The same piece quoted Dr. James B. Weller of Chicago University, who was, “shocked when recently visiting the Utah dwellings to observe the wholesale havoc that has been made there since he explored in that region eleven years ago.”

Then the paper made an assertion that likely seems even more alarming today than it was back then.

“From the Utah cliff dwellings seven tons of most 
valuable relics were taken away for exhibition purposes at the World’s Fair, and were afterward auctioned off for curios in a Chicago shop.”

No one was brought to justice for this because it wasn’t illegal.

The article then noted how “such wanton destruction of priceless relics would be viewed with horror in any European country.”
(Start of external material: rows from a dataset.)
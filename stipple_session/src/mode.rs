// Copyright 2026 the Stipple Authors
// SPDX-License-Identifier: Apache-2.0 OR MIT

//! Tool modes.

use stipple_camera::Pane;

/// The active annotation tool.
///
/// One exhaustive enum instead of loose boolean toggles: Repair and Clone
/// are mutually exclusive by construction, and every derived policy (what a
/// stroke writes, which pane accepts input, whether the second pane is
/// shown) is a total function of the mode.
#[derive(Copy, Clone, Debug, Default, PartialEq, Eq, Hash)]
pub enum Mode {
    /// Paint the currently picked color in the working pane.
    #[default]
    Normal,
    /// Restore original colors in the working pane.
    Eraser,
    /// Side-by-side repair: split view, erase-to-original in the working
    /// pane with the pristine reference visible.
    Repair,
    /// Clone from the reference: split view, strokes in the *reference*
    /// pane restore originals in the working copy.
    Clone,
}

impl Mode {
    /// The viewport whose pointer events paint in this mode.
    pub fn accepting_pane(self) -> Pane {
        match self {
            Self::Clone => Pane::Reference,
            _ => Pane::Working,
        }
    }

    /// Whether strokes write original colors (rather than the picked color).
    pub fn paints_original(self) -> bool {
        !matches!(self, Self::Normal)
    }

    /// Whether this mode shows the reference pane with a linked camera.
    pub fn wants_split(self) -> bool {
        matches!(self, Self::Repair | Self::Clone)
    }
}
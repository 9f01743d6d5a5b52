// Copyright 2026 the Stipple Authors
// SPDX-License-Identifier: Apache-2.0 OR MIT

//! Stroke path interpolation and paint-rate throttling.
//!
//! Pointer-move events arrive far sparser than a brush footprint at speed:
//! stamping only the event positions leaves gaps. The walkers here turn an
//! event stream into a dense series of stamp positions spaced at a fraction
//! of the brush radius.

#[cfg(not(feature = "std"))]
use kurbo::common::FloatFuncs as _;

use kurbo::Point;

/// Stamp spacing as a fraction of the brush radius.
///
/// Denser than the visual brush size so fast strokes do not leave gaps
/// while staying cheap.
pub const STEP_FRACTION: f64 = 0.33;

/// Minimum interval between brush evaluations, ~120 Hz.
///
/// Brush computation is expensive relative to the input event rate; this is
/// a responsiveness/cost tradeoff, not a correctness requirement.
pub const MIN_PAINT_INTERVAL_MS: u64 = 8;

/// Freehand stroke interpolator.
///
/// Walks the segment between consecutive pointer positions and stamps every
/// `STEP_FRACTION × radius` pixels, ending exactly on the newest position.
#[derive(Clone, Debug)]
pub struct StrokeWalker {
    step_fraction: f64,
    last: Option<Point>,
}

impl StrokeWalker {
    /// Create a walker with the default step fraction.
    pub fn new() -> Self {
        Self {
            step_fraction: STEP_FRACTION,
            last: None,
        }
    }

    /// Create a walker with a custom step fraction.
    pub fn with_step_fraction(step_fraction: f64) -> Self {
        Self {
            step_fraction: step_fraction.clamp(0.05, 1.0),
            last: None,
        }
    }

    /// Begin the stroke at the pointer-down position.
    pub fn start(&mut self, at: Point) {
        self.last = Some(at);
    }

    /// Walk from the previous position to `to`, invoking `stamp` at each
    /// interpolated step.
    ///
    /// The first call after construction (without [`start`][Self::start])
    /// stamps `to` alone and records it.
    pub fn advance(&mut self, to: Point, brush_radius_px: f64, mut stamp: impl FnMut(Point)) {
        let Some(last) = self.last else {
            self.last = Some(to);
            stamp(to);
            return;
        };
        let dx = to.x - last.x;
        let dy = to.y - last.y;
        let dist = (dx * dx + dy * dy).sqrt();
        if dist < 1e-6 {
            return;
        }
        let step = (self.step_fraction * brush_radius_px).max(1.0);
        #[allow(
            clippy::cast_possible_truncation,
            clippy::cast_sign_loss,
            reason = "dist/step is small and non-negative by construction."
        )]
        let steps = ((dist / step) as usize).max(1);
        for i in 1..=steps {
            let t = (i as f64) / (steps as f64);
            stamp(Point::new(last.x + dx * t, last.y + dy * t));
        }
        self.last = Some(to);
    }
}

impl Default for StrokeWalker {
    fn default() -> Self {
        Self::new()
    }
}

/// Straight-line stroke interpolator (modifier-constrained strokes).
///
/// The stroke is pinned to the ray from its anchor through the current
/// pointer position. Painted length accumulates monotonically, so wiggling
/// the pointer back and forth never re-stamps already-covered ground; each
/// call stamps at most one new position further along the line.
#[derive(Clone, Debug)]
pub struct LineWalker {
    step_fraction: f64,
    anchor: Point,
    painted_len: f64,
}

impl LineWalker {
    /// Create a line walker anchored at the stroke's starting position.
    pub fn new(anchor: Point) -> Self {
        Self {
            step_fraction: STEP_FRACTION,
            anchor,
            painted_len: 0.0,
        }
    }

    /// The stroke anchor.
    pub fn anchor(&self) -> Point {
        self.anchor
    }

    /// Advance the painted front towards `current`, stamping at most once.
    pub fn advance(&mut self, current: Point, brush_radius_px: f64, mut stamp: impl FnMut(Point)) {
        let dx = current.x - self.anchor.x;
        let dy = current.y - self.anchor.y;
        let dist = (dx * dx + dy * dy).sqrt();
        if dist <= 1e-6 {
            return;
        }
        let step = (self.step_fraction * brush_radius_px).max(1.0);
        let t0 = self.painted_len / dist;
        let t1 = ((self.painted_len + step) / dist).min(1.0);
        if t1 <= t0 {
            return;
        }
        stamp(Point::new(self.anchor.x + dx * t1, self.anchor.y + dy * t1));
        self.painted_len = t1 * dist;
    }
}

/// Drops paint evaluations that arrive faster than the minimum interval.
///
/// Timestamps are caller-supplied milliseconds; the throttle never reads a
/// clock.
#[derive(Clone, Debug)]
pub struct PaintThrottle {
    min_interval_ms: u64,
    last_ms: Option<u64>,
}

impl PaintThrottle {
    /// Create a throttle at the default ~120 Hz rate.
    pub fn new() -> Self {
        Self::with_interval(MIN_PAINT_INTERVAL_MS)
    }

    /// Create a throttle with a custom minimum interval.
    pub fn with_interval(min_interval_ms: u64) -> Self {
        Self {
            min_interval_ms,
            last_ms: None,
        }
    }

    /// Whether a paint evaluation may run now; records the timestamp when it
    /// may.
    pub fn ready(&mut self, now_ms: u64) -> bool {
        match self.last_ms {
            Some(last) if now_ms.saturating_sub(last) < self.min_interval_ms => false,
            _ => {
                self.last_ms = Some(now_ms);
                true
            }
        }
    }

    /// Forget the last evaluation time (e.g. at stroke end).
    pub fn reset(&mut self) {
        self.last_ms = None;
    }
}

impl Default for PaintThrottle {
    fn default() -> Self {
        Self::new()
    }
}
Newspaper accounts such as this (there were many at the time concerning “pot hunters”) were a large reason why Congress passed the Antiquities Act in 1906, giving presidents unilateral power to create national monuments. The idea was to give the president the nimbleness to keep a step ahead of the looters, reserving for the protection of antiquities the type of power generally associated with national defense and, to a lesser extent, fast-track trade authority.
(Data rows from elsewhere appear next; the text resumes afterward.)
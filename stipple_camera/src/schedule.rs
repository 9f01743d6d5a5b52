// Copyright 2026 the Stipple Authors
// SPDX-License-Identifier: Apache-2.0 OR MIT

//! Debounced camera refits.

/// Default debounce window: about two frames at 60 Hz.
pub const FIT_DEBOUNCE_MS: u64 = 33;

/// Coalesces bursts of fit requests into a single fit.
///
/// Resizes, mode toggles and view-preset changes all want a refit, but
/// re-fitting synchronously on each trigger thrashes the camera during e.g.
/// a window drag-resize. Every [`request`][Self::request] restarts the
/// window; [`poll`][Self::poll] reports `true` once, when the window has
/// lapsed with no further requests.
///
/// The scheduler never reads a clock; callers pass timestamps in
/// milliseconds, the same convention as the paint throttle.
///
/// # Example
///
/// ```rust
/// use stipple_camera::FitScheduler;
///
/// let mut fits = FitScheduler::new();
/// fits.request(1000);
/// fits.request(1010); // still resizing; restarts the window
/// assert!(!fits.poll(1020));
/// assert!(fits.poll(1043)); // 33 ms after the last request
/// assert!(!fits.poll(1044)); // fires at most once
/// ```
#[derive(Clone, Debug)]
pub struct FitScheduler {
    delay_ms: u64,
    deadline: Option<u64>,
}

impl FitScheduler {
    /// Create a scheduler with the default window.
    pub fn new() -> Self {
        Self::with_delay(FIT_DEBOUNCE_MS)
    }

    /// Create a scheduler with a custom window in milliseconds.
    pub fn with_delay(delay_ms: u64) -> Self {
        Self {
            delay_ms,
            deadline: None,
        }
    }

    /// Ask for a fit; restarts the debounce window.
    pub fn request(&mut self, now_ms: u64) {
        self.deadline = Some(now_ms.saturating_add(self.delay_ms));
    }

    /// Whether a fit is scheduled and not yet fired.
    pub fn pending(&self) -> bool {
        self.deadline.is_some()
    }

    /// Drop any scheduled fit.
    pub fn cancel(&mut self) {
        self.deadline = None;
    }

    /// Returns `true` exactly once per burst, when the window has lapsed.
    pub fn poll(&mut self, now_ms: u64) -> bool {
        match self.deadline {
            Some(deadline) if now_ms >= deadline => {
                self.deadline = None;
                true
            }
            _ => false,
        }
    }
}

impl Default for FitScheduler {
    fn default() -> Self {
        Self::new()
    }
}

#[cfg(test)]
mod tests {
    use super::*;

    #[test]
    fn coalesces_rapid_requests() {
        let mut fits = FitScheduler::new();
        for t in (0..100).step_by(10) {
            fits.request(t);
            assert!(!fits.poll(t + 5), "must not fire mid-burst");
        }
        // Last request at t=90; fires once at 123.
        assert!(!fits.poll(122));
        assert!(fits.poll(123));
        assert!(!fits.poll(200));
    }

    #[test]
    fn idle_scheduler_never_fires() {
        let mut fits = FitScheduler::new();
        assert!(!fits.pending());
        assert!(!fits.poll(u64::MAX));
    }

    #[test]
    fn cancel_discards_request() {
        let mut fits = FitScheduler::new();
        fits.request(0);
        assert!(fits.pending());
        fits.cancel();
        assert!(!fits.poll(1000));
    }

    #[test]
    fn custom_delay() {
        let mut fits = FitScheduler::with_delay(5);
        fits.request(10);
        assert!(!fits.poll(14));
        assert!(fits.poll(15));
    }
}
But that kind of power isn’t popular in a nation founded on a fear of kings.

Utah politicians wasted little time expressing outrage when President Obama declared the Bears Ears monument, even though he set aside only 1.35 million acres, which was far less than proponents had wanted.

People on all sides of the issue seem to agree the antiquities of the Bears Ears are worth preserving. It’s just that so many don’t like the idea of unilateral action in a republic that purports to give people representation.

But while anger rages at the Antiquities Act, a bigger question is, has it prevented the type of pot hunting that outraged people so much in the early 20th century? If fair organizers no longer have the freedom to scoop up whatever they want and put it on display before opening a curio shop, have we put an end to international markets that pay top dollar for such curios?

I think you know the answer.

Experts will say, with good reason, that public awareness is higher because of the act. But looting remains a big problem. You don’t have to look too far on Google to find evidence of it.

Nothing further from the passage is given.